-- EXERCISE DESCRIPTION --
Which lines of the data contain the string "failed"? Show each of them.

-- INFORMATION SHOWN --
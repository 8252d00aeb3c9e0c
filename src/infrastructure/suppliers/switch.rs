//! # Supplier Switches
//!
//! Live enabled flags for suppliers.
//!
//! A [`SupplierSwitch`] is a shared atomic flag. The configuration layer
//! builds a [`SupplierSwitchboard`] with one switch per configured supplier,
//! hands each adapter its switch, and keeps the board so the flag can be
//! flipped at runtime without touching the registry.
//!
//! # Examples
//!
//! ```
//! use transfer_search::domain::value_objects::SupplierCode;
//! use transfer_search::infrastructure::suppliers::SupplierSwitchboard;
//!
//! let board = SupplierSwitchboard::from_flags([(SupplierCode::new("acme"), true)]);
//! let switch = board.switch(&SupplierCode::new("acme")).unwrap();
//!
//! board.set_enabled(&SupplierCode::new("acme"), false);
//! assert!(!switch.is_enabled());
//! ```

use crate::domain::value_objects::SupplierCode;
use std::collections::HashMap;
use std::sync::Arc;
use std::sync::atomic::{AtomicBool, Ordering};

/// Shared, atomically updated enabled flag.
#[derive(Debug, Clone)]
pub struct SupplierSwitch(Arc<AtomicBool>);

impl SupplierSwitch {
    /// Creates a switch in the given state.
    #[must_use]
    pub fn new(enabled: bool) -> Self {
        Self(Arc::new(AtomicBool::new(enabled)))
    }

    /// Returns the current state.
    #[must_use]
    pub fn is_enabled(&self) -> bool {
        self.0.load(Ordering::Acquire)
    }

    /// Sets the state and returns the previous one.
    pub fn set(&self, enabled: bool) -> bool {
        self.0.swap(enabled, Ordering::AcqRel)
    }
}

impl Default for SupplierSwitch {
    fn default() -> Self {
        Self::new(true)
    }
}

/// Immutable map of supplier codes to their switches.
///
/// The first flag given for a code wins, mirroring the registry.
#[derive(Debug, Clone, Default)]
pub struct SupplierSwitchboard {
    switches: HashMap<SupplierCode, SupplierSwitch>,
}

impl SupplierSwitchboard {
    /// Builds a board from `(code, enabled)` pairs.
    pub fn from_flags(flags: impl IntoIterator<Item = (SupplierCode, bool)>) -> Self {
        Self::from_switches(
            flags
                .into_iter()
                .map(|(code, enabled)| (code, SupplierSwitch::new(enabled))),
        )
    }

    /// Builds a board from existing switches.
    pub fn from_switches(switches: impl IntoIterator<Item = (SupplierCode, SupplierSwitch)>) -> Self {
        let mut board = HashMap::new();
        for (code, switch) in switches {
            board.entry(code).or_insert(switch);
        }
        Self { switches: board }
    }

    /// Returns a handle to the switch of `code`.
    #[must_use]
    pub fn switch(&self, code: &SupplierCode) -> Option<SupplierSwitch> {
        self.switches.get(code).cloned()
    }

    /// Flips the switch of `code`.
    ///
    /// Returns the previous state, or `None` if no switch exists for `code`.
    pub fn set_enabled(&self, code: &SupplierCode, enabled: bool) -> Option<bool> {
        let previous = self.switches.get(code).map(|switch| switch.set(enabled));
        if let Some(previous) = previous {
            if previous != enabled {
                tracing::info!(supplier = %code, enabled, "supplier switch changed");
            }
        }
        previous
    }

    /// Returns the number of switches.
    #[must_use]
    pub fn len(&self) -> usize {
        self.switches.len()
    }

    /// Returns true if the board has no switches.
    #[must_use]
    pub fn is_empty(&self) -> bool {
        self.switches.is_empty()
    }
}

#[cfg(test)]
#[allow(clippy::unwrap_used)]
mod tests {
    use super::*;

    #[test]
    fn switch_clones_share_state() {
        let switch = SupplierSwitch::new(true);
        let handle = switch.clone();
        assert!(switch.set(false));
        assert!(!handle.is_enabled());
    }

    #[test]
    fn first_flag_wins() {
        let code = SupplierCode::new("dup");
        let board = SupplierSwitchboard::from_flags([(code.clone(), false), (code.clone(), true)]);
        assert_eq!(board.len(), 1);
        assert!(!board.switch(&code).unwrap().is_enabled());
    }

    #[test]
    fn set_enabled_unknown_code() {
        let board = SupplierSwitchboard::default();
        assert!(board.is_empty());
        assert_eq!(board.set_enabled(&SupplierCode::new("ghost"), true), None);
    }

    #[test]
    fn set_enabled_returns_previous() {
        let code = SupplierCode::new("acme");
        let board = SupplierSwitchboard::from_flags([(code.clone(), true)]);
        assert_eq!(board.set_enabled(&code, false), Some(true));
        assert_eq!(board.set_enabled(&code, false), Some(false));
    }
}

* * *

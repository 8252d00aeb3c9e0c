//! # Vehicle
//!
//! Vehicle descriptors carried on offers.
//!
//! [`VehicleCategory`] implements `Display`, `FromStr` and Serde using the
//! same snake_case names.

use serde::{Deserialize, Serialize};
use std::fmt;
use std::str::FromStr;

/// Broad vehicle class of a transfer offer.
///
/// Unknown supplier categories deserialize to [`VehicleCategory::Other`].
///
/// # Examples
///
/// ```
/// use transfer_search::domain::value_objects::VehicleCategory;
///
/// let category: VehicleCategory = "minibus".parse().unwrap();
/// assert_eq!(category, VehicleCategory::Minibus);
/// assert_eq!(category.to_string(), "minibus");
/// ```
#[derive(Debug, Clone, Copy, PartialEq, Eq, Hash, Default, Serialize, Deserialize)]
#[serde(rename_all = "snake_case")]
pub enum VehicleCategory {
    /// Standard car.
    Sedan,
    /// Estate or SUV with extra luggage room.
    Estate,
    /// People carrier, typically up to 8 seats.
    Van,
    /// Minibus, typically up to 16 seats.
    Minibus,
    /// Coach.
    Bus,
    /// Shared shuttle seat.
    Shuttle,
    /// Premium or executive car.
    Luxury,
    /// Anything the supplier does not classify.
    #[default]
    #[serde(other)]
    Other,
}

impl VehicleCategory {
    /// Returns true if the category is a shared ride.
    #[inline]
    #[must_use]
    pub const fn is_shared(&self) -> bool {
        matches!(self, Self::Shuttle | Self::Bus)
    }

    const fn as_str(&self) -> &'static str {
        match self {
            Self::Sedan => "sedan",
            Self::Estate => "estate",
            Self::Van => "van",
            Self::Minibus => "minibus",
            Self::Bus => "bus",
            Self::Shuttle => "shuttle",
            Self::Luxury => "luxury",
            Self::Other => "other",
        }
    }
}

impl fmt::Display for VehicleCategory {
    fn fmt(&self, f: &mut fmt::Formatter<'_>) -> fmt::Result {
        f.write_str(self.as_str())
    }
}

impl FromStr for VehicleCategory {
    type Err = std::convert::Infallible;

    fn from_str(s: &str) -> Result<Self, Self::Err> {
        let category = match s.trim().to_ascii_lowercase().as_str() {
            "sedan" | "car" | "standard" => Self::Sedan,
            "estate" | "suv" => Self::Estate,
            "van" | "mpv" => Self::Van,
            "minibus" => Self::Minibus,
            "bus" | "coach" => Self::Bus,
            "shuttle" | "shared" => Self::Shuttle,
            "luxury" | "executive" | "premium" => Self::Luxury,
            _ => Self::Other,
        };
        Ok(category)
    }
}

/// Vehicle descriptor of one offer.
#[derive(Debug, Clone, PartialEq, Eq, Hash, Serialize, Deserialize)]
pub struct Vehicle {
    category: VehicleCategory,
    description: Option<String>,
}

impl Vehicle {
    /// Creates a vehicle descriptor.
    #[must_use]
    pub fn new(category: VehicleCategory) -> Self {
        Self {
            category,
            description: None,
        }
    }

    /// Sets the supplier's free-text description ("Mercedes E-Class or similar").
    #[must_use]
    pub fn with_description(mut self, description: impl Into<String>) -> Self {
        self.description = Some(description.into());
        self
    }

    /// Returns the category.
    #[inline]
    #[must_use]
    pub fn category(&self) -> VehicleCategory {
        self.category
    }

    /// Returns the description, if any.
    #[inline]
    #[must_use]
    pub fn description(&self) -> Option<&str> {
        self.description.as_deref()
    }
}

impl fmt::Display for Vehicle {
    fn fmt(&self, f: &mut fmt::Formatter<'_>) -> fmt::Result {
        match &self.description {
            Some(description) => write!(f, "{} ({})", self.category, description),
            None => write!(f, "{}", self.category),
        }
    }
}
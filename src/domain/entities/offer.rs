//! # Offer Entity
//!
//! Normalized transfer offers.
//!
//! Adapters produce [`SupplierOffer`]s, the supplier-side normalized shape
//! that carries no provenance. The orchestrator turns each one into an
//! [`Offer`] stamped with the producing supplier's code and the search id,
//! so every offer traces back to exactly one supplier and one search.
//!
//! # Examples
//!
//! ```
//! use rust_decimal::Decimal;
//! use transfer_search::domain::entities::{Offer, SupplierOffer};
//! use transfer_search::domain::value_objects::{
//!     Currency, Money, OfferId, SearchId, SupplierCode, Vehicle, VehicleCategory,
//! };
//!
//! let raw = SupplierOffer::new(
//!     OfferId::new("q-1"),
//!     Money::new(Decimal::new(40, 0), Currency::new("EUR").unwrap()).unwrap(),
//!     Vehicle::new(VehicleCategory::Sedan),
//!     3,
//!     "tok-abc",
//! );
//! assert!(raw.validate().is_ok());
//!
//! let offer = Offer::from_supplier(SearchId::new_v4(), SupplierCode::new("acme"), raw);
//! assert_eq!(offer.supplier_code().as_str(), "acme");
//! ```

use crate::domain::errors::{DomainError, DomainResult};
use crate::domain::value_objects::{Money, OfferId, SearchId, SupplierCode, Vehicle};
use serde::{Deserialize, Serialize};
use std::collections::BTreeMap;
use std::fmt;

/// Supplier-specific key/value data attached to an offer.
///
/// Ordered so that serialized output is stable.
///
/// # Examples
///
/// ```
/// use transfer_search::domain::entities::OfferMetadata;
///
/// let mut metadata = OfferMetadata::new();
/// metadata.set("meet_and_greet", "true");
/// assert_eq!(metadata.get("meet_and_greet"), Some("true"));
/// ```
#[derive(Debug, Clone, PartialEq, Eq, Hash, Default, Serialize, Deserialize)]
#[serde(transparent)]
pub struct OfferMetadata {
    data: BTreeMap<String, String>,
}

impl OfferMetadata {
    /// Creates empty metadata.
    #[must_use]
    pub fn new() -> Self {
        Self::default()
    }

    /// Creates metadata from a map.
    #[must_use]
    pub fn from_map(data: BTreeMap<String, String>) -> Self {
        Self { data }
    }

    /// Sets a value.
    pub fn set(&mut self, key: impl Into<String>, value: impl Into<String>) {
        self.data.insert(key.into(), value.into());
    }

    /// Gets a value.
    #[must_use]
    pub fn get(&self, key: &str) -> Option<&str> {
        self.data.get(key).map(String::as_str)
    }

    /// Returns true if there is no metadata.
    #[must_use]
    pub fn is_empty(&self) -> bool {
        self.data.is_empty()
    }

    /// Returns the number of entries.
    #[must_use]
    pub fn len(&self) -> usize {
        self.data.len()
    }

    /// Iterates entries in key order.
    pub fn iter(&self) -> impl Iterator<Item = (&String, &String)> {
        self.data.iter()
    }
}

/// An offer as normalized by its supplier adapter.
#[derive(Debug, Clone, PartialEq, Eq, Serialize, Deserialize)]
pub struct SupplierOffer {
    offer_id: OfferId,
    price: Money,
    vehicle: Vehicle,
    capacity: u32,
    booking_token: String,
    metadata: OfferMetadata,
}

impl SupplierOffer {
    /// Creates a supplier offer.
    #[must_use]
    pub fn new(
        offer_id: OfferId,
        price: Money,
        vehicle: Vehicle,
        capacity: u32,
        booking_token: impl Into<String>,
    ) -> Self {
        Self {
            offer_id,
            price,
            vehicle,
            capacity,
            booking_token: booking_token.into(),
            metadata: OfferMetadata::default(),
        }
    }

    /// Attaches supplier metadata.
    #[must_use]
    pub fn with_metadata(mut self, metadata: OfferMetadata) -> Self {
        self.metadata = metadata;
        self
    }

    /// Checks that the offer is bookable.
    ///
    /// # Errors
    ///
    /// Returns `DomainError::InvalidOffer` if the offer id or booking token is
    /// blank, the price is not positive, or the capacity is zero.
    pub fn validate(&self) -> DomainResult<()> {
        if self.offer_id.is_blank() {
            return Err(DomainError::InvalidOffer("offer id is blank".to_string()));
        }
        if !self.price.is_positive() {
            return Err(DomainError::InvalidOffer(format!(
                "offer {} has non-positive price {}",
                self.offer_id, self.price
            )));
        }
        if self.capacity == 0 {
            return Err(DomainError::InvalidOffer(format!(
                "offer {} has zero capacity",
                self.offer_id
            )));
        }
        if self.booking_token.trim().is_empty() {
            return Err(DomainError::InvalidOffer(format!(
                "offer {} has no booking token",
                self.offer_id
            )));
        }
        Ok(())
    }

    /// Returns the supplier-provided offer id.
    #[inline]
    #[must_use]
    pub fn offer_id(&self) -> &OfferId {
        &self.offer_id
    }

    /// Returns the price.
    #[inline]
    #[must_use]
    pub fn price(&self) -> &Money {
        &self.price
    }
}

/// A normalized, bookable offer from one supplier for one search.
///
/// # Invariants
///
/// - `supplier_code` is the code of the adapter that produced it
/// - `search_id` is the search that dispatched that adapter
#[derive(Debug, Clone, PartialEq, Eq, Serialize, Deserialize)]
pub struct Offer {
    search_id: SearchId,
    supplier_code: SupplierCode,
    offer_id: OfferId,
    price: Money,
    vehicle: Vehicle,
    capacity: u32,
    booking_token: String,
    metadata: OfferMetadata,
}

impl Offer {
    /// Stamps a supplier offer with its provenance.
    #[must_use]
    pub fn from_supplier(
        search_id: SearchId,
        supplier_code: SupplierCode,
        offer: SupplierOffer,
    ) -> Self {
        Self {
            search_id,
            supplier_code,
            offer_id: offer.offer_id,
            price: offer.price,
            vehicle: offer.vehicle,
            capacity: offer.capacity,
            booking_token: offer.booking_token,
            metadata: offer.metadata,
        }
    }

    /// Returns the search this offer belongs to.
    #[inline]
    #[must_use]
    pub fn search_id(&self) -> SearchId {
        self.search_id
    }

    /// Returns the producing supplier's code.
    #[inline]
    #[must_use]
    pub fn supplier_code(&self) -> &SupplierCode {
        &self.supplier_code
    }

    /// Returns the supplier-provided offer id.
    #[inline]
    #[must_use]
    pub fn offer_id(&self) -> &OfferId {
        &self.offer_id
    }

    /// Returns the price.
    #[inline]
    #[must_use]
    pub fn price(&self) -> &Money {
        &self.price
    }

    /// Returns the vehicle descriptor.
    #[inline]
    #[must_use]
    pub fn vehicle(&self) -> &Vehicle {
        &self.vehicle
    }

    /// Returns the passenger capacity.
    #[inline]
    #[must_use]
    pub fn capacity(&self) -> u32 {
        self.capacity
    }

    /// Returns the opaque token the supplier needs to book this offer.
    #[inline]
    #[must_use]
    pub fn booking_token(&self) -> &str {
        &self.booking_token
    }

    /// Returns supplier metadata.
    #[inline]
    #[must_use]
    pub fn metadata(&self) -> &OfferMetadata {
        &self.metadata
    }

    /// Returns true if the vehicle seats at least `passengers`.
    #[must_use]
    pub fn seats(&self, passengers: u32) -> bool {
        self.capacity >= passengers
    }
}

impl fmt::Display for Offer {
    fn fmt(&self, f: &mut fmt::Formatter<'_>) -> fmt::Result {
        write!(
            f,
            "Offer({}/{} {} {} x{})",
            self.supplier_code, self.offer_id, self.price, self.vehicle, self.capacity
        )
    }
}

---

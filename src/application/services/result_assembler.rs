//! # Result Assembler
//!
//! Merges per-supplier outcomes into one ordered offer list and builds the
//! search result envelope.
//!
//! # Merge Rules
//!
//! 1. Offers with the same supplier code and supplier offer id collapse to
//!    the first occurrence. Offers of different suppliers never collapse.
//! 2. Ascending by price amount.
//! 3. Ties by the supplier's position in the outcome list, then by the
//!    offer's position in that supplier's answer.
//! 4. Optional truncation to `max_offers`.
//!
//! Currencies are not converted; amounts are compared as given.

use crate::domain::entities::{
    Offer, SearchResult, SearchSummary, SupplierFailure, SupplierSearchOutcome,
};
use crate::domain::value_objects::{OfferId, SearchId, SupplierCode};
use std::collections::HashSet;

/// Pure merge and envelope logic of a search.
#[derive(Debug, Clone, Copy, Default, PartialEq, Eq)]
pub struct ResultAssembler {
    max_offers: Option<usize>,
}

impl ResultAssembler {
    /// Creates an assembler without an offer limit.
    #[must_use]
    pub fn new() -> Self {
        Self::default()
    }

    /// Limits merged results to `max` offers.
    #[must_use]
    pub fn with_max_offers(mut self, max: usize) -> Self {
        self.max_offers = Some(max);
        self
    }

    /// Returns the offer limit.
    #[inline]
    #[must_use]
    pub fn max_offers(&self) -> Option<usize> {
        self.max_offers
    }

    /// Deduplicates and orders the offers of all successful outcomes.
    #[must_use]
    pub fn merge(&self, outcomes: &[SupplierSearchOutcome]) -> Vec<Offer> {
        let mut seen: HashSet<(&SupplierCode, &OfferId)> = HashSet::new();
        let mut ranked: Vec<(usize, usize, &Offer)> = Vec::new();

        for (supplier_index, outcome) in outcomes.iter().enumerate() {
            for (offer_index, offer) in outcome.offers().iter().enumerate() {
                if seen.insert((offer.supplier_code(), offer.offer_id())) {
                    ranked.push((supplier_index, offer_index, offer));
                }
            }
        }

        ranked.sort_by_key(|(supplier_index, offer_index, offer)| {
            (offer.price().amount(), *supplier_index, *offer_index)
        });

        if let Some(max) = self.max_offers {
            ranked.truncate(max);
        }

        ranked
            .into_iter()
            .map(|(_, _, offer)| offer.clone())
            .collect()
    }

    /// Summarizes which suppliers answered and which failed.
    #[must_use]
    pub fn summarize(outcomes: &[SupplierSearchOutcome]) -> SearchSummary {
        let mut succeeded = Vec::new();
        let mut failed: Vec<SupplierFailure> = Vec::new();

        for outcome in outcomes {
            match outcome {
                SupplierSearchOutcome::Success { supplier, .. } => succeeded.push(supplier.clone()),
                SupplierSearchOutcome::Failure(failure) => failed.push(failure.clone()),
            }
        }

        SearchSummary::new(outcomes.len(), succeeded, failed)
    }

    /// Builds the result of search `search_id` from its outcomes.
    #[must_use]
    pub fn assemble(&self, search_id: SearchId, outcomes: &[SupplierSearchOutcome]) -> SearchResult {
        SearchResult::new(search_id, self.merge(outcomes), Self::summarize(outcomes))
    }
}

-- OUTPUT FOR THIS EXERCISE --
    /// Summarizes which suppliers answered and which failed.
        let mut failed: Vec<SupplierFailure> = Vec::new();
                SupplierSearchOutcome::Failure(failure) => failed.push(failure.clone()),
        SearchSummary::new(outcomes.len(), succeeded, failed)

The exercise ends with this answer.